Hypothèses de construction

— par Pline l'Ancien

Il ne reste aux environs aucune trace de construction. C’est un sable fin tout autour, à grains lentiformes, et tel qu’on en voit dans la majeure partie de l’Afrique. Un difficile problème, c’est de savoir comment les matériaux ont été portés à une si grande hauteur : selon les uns, on éleva des monceaux de nitre et de sel à mesure que la construction avançait, et quand elle fut terminée, on les fit fondre en amenant les eaux du Nil. Selon d’autres, on éleva des ponts en briques faites en terre, qu’on répartit, l’édifice achevé, entre les maisons des particuliers ; car, disent-ils, le Nil n’a pu être amené là, étant beaucoup plus bas.
Dans la plus grande pyramide est un puits de quatre-vingt-six coudées ; on pense qu’il reçut l’eau du fleuve. Le moyen de mesurer la hauteur des pyramides et autres édifices semblables, fut trouvé par Thalès de Milet : il mesura l’ombre à l’heure où elle est égale aux corps.
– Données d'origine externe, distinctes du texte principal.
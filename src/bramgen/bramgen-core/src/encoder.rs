use core::fmt::Write;

use crate::constants::{INIT_ROWS, INIT_ROW_BITS, WORD_BITS};
use crate::memory::WordSource;
use crate::organization::Organization;
use crate::utils::{extract_field, insert_field, parse_binary};

/// Binary digits of one word field, most significant bit first
pub type BitSlice = heapless::String<WORD_BITS>;

/// One 256-digit init parameter of a block RAM instance
pub type InitBlock = heapless::String<INIT_ROW_BITS>;

/// Slices a memory image into per-instance init parameters
pub struct SliceEncoder<'a, S: WordSource> {
    org: Organization,
    source: &'a S,
}

impl<'a, S: WordSource> SliceEncoder<'a, S> {
    pub fn new(org: Organization, source: &'a S) -> Self {
        Self { org, source }
    }

    pub fn organization(&self) -> Organization {
        self.org
    }

    /// Binary form of the `width`-bit field at `bit_offset` in one location
    /// Locations past the end of the image read as zero; widths are clamped to 32
    pub fn bit_slice(&self, width: usize, bit_offset: usize, location: usize) -> BitSlice {
        let width = width.min(WORD_BITS);
        let word = if location >= self.source.word_count() {
            0
        } else {
            self.source.read(location)
        };
        let field = extract_field(word, bit_offset, width);

        let mut digits = BitSlice::new();
        let _ = write!(digits, "{:0width$b}", field, width = width);
        digits
    }

    /// Per-location slices of one init row, highest location first
    pub fn init_segments(&self, instance: usize, row: usize) -> Vec<BitSlice> {
        debug_assert!(instance < self.org.fan_out() && row < INIT_ROWS);
        let width = self.org.width();
        let (lo, _) = self.org.bit_range(instance);
        let per_row = self.org.locations_per_row();
        let start = row * per_row;

        // Hardware convention: highest address is the leftmost digit group
        (start..start + per_row)
            .rev()
            .map(|location| self.bit_slice(width, lo, location))
            .collect()
    }

    /// Init parameter `row` of block RAM `instance`
    pub fn init_block(&self, instance: usize, row: usize) -> InitBlock {
        let mut block = InitBlock::new();
        for segment in self.init_segments(instance, row).iter() {
            // Segments always add up to exactly INIT_ROW_BITS digits
            let _ = block.push_str(&segment);
        }
        block
    }

    /// All 64 init parameters of one instance, row 0 first
    pub fn instance_blocks(&self, instance: usize) -> Vec<InitBlock> {
        (0..INIT_ROWS)
            .map(|row| self.init_block(instance, row))
            .collect()
    }

    /// Init parameters of every instance, indexed `[instance][row]`
    pub fn all_blocks(&self) -> Vec<Vec<InitBlock>> {
        (0..self.org.fan_out())
            .map(|instance| self.instance_blocks(instance))
            .collect()
    }
}

/// Rebuilds the word at `location` from encoded `[instance][row]` blocks
/// Missing instances or rows contribute zero bits
pub fn decode_location(org: Organization, blocks: &[Vec<InitBlock>], location: usize) -> u32 {
    let width = org.width();
    let per_row = org.locations_per_row();
    let row = location / per_row;
    // Leftmost group holds the top location of the row
    let group = per_row - 1 - location % per_row;
    let digits = group * width..(group + 1) * width;

    (0..org.fan_out()).fold(0u32, |word, instance| {
        let field = blocks
            .get(instance)
            .and_then(|rows| rows.get(row))
            .and_then(|block| block.get(digits.clone()))
            .map(parse_binary)
            .unwrap_or(0);
        let (lo, _) = org.bit_range(instance);
        insert_field(word, lo, width, field)
    })
}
Telles sont ces merveilleuses pyramides. Et enfin, pour qu’on ne s’extasie pas sur l’opulence des rois, la plus petite, mais la plus célèbre, a été construite par une courtisane, par Rhodope. Cette femme partagea l’esclavage et la couche d’Ésope le fabuliste ; et la plus grande merveille, est qu’une courtisane ait pu, à son métier, amasser de si grandes richesses.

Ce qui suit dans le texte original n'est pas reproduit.